As a pastor, I can’t tell you how many people I’ve helped work through the pain of growing up with parents who never said, “I love you.” They are adults with their own children, and yet are still deeply emotionally wounded.
What an awful thing it would be to realize, right before we die, that we have not made it clear to our children, spouse or friends, that we really do love them.
It’s not enough to drop clues so that those around you will just figure it out – we must say the words.
Aren’t you glad that God made it crystal clear that He loves us?
“The Lord appeared to us in the past, saying: ‘I have loved you with an everlasting love; I have drawn you with unfailing kindness’” (Jeremiah 31:3).

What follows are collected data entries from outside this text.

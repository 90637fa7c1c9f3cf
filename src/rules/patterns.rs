use std::fmt;

/// Cell rows of a pattern; every row has the same width.
type Cells = &'static [&'static [u8]];

const BLINKER: Cells = &[
    &[0, 0, 0],
    &[1, 1, 1],
    &[0, 0, 0],
];

const TOAD: Cells = &[
    &[0, 0, 0, 0],
    &[0, 1, 1, 1],
    &[1, 1, 1, 0],
    &[0, 0, 0, 0],
];

const BEACON: Cells = &[
    &[1, 1, 0, 0],
    &[1, 1, 0, 0],
    &[0, 0, 1, 1],
    &[0, 0, 1, 1],
];

const PULSAR: Cells = &[
    &[0, 0, 1, 1, 1, 0, 0, 0, 1, 1, 1, 0, 0],
    &[0, 0, 0, 0, 0, 0, 0, 0, 0, 0, 0, 0, 0],
    &[1, 0, 0, 0, 0, 1, 0, 1, 0, 0, 0, 0, 1],
    &[1, 0, 0, 0, 0, 1, 0, 1, 0, 0, 0, 0, 1],
    &[1, 0, 0, 0, 0, 1, 0, 1, 0, 0, 0, 0, 1],
    &[0, 0, 1, 1, 1, 0, 0, 0, 1, 1, 1, 0, 0],
    &[0, 0, 0, 0, 0, 0, 0, 0, 0, 0, 0, 0, 0],
    &[0, 0, 1, 1, 1, 0, 0, 0, 1, 1, 1, 0, 0],
    &[1, 0, 0, 0, 0, 1, 0, 1, 0, 0, 0, 0, 1],
    &[1, 0, 0, 0, 0, 1, 0, 1, 0, 0, 0, 0, 1],
    &[1, 0, 0, 0, 0, 1, 0, 1, 0, 0, 0, 0, 1],
    &[0, 0, 0, 0, 0, 0, 0, 0, 0, 0, 0, 0, 0],
    &[0, 0, 1, 1, 1, 0, 0, 0, 1, 1, 1, 0, 0],
];

const PENTADECATHLON: Cells = &[
    &[0, 0, 1, 0, 0, 0, 0, 1, 0, 0],
    &[1, 1, 0, 1, 1, 1, 1, 0, 1, 1],
    &[0, 0, 1, 0, 0, 0, 0, 1, 0, 0],
];

const GLIDER: Cells = &[
    &[0, 0, 1],
    &[1, 0, 1],
    &[0, 1, 1],
];

const LIGHTWEIGHT_SPACESHIP: Cells = &[
    &[1, 0, 0, 1, 0],
    &[0, 0, 0, 0, 1],
    &[1, 0, 0, 0, 1],
    &[0, 1, 1, 1, 1],
];

const MIDDLEWEIGHT_SPACESHIP: Cells = &[
    &[0, 0, 0, 1, 0, 0],
    &[0, 1, 0, 0, 0, 1],
    &[1, 0, 0, 0, 0, 0],
    &[1, 0, 0, 0, 0, 1],
    &[1, 1, 1, 1, 1, 0],
];

#[rustfmt::skip]
const GOSPER_GLIDER_GUN: Cells = &[
    &[0,0,0,0,0,0,0,0,0,0,0,0,0,0,0,0,0,0,0,0,0,0,0,0,1,0,0,0,0,0,0,0,0,0,0,0],
    &[0,0,0,0,0,0,0,0,0,0,0,0,0,0,0,0,0,0,0,0,0,0,1,0,1,0,0,0,0,0,0,0,0,0,0,0],
    &[0,0,0,0,0,0,0,0,0,0,0,0,1,1,0,0,0,0,0,0,1,1,0,0,0,0,0,0,0,0,0,0,0,0,1,1],
    &[0,0,0,0,0,0,0,0,0,0,0,1,0,0,0,1,0,0,0,0,1,1,0,0,0,0,0,0,0,0,0,0,0,0,1,1],
    &[1,1,0,0,0,0,0,0,0,0,1,0,0,0,0,0,1,0,0,0,1,1,0,0,0,0,0,0,0,0,0,0,0,0,0,0],
    &[1,1,0,0,0,0,0,0,0,0,1,0,0,0,1,0,1,1,0,0,0,0,1,0,1,0,0,0,0,0,0,0,0,0,0,0],
    &[0,0,0,0,0,0,0,0,0,0,1,0,0,0,0,0,1,0,0,0,0,0,0,0,1,0,0,0,0,0,0,0,0,0,0,0],
    &[0,0,0,0,0,0,0,0,0,0,0,1,0,0,0,1,0,0,0,0,0,0,0,0,0,0,0,0,0,0,0,0,0,0,0,0],
    &[0,0,0,0,0,0,0,0,0,0,0,0,1,1,0,0,0,0,0,0,0,0,0,0,0,0,0,0,0,0,0,0,0,0,0,0],
];

/// Predefined patterns that can be stamped onto the grid
#[derive(Debug, Clone, Copy, PartialEq, Eq, Hash)]
pub enum Pattern {
    /// Period-2 oscillator
    Blinker,
    /// Period-2 oscillator
    Toad,
    /// Period-2 oscillator made of two blocks
    Beacon,
    /// Period-3 oscillator
    Pulsar,
    /// Period-15 oscillator
    Pentadecathlon,
    /// A diagonal spaceship
    Glider,
    /// A horizontal spaceship
    LightweightSpaceship,
    /// A slightly larger horizontal spaceship
    MiddleweightSpaceship,
    /// A pattern that emits a glider every 30 generations
    GosperGliderGun,
}

impl Pattern {
    /// Every pattern, in digit-key order (`1` is the first entry).
    pub const ALL: [Pattern; 9] = [
        Pattern::Blinker,
        Pattern::Toad,
        Pattern::Beacon,
        Pattern::Pulsar,
        Pattern::Pentadecathlon,
        Pattern::Glider,
        Pattern::LightweightSpaceship,
        Pattern::MiddleweightSpaceship,
        Pattern::GosperGliderGun,
    ];

    /// Pattern bound to a digit key, `1..=9`.
    pub fn from_digit(digit: u32) -> Option<Pattern> {
        match digit {
            1..=9 => Some(Self::ALL[digit as usize - 1]),
            _ => None,
        }
    }

    pub fn name(&self) -> &'static str {
        match self {
            Pattern::Blinker => "Blinker",
            Pattern::Toad => "Toad",
            Pattern::Beacon => "Beacon",
            Pattern::Pulsar => "Pulsar",
            Pattern::Pentadecathlon => "Pentadecathlon",
            Pattern::Glider => "Glider",
            Pattern::LightweightSpaceship => "Lightweight spaceship",
            Pattern::MiddleweightSpaceship => "Middleweight spaceship",
            Pattern::GosperGliderGun => "Gosper glider gun",
        }
    }

    fn rows(&self) -> Cells {
        match self {
            Pattern::Blinker => BLINKER,
            Pattern::Toad => TOAD,
            Pattern::Beacon => BEACON,
            Pattern::Pulsar => PULSAR,
            Pattern::Pentadecathlon => PENTADECATHLON,
            Pattern::Glider => GLIDER,
            Pattern::LightweightSpaceship => LIGHTWEIGHT_SPACESHIP,
            Pattern::MiddleweightSpaceship => MIDDLEWEIGHT_SPACESHIP,
            Pattern::GosperGliderGun => GOSPER_GLIDER_GUN,
        }
    }

    pub fn height(&self) -> usize {
        self.rows().len()
    }

    pub fn width(&self) -> usize {
        self.rows().first().map_or(0, |row| row.len())
    }

    /// Every cell of the pattern's bounding box as `(row, col, value)`, dead cells included.
    pub fn cells(&self) -> impl Iterator<Item = (usize, usize, u8)> + '_ {
        self.rows().iter().enumerate().flat_map(|(row, values)| {
            values.iter().enumerate().map(move |(col, &value)| (row, col, value))
        })
    }
}

impl fmt::Display for Pattern {
    fn fmt(&self, f: &mut fmt::Formatter<'_>) -> fmt::Result {
        write!(f, "{} ({}x{})", self.name(), self.height(), self.width())
    }
}

#[cfg(test)]
mod tests {
    use super::*;

    #[test]
    fn patterns_are_rectangular_and_binary() {
        for pattern in Pattern::ALL {
            let width = pattern.width();
            assert!(width > 0, "{pattern} is empty");
            for row in pattern.rows() {
                assert_eq!(row.len(), width, "{pattern} has a ragged row");
                assert!(row.iter().all(|&v| v <= 1), "{pattern} has a non-binary cell");
            }
        }
    }

    #[test]
    fn pattern_dimensions() {
        assert_eq!((Pattern::Blinker.height(), Pattern::Blinker.width()), (3, 3));
        assert_eq!((Pattern::Toad.height(), Pattern::Toad.width()), (4, 4));
        assert_eq!((Pattern::Beacon.height(), Pattern::Beacon.width()), (4, 4));
        assert_eq!((Pattern::Pulsar.height(), Pattern::Pulsar.width()), (13, 13));
        assert_eq!((Pattern::Pentadecathlon.height(), Pattern::Pentadecathlon.width()), (3, 10));
        assert_eq!((Pattern::Glider.height(), Pattern::Glider.width()), (3, 3));
        assert_eq!((Pattern::LightweightSpaceship.height(), Pattern::LightweightSpaceship.width()), (4, 5));
        assert_eq!((Pattern::MiddleweightSpaceship.height(), Pattern::MiddleweightSpaceship.width()), (5, 6));
        assert_eq!((Pattern::GosperGliderGun.height(), Pattern::GosperGliderGun.width()), (9, 36));
    }

    #[test]
    fn digits_map_to_patterns_in_order() {
        assert_eq!(Pattern::from_digit(1), Some(Pattern::Blinker));
        assert_eq!(Pattern::from_digit(6), Some(Pattern::Glider));
        assert_eq!(Pattern::from_digit(9), Some(Pattern::GosperGliderGun));
        assert_eq!(Pattern::from_digit(0), None);
        assert_eq!(Pattern::from_digit(10), None);
    }

    #[test]
    fn cells_cover_bounding_box() {
        let cells: Vec<_> = Pattern::Glider.cells().collect();
        assert_eq!(cells.len(), 9);
        assert_eq!(cells.iter().filter(|(_, _, v)| *v == 1).count(), 5);
        assert!(cells.contains(&(0, 2, 1)));
        assert!(cells.contains(&(0, 0, 0)));
    }

    #[test]
    fn gun_has_expected_population() {
        let live = Pattern::GosperGliderGun.cells().filter(|(_, _, v)| *v == 1).count();
        assert_eq!(live, 36);
    }
}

“I love those who love me, and those who seek me diligently will find me” (Proverbs 8:17).
“As the Father has loved me, so have I loved you. Abide in my love” (John 15:9).
God spelled it out!
Don’t you love the phrase “everlasting love”? That means that there is nothing that can change that, absolutely nothing…
- Neither life nor death
- Neither angels nor demons
- Neither fears for today, nor worries about tomorrow
He said . . . “I love you with an everlasting love!”
When you write your story, don’t just drop clues, don’t just assume you have telegraphed your feelings toward those who matter most – say the words.
And don’t just say them once. Say them again and again, until your moment on this earth has passed. It’s the way to leave a legacy of love and write a story you can be proud of!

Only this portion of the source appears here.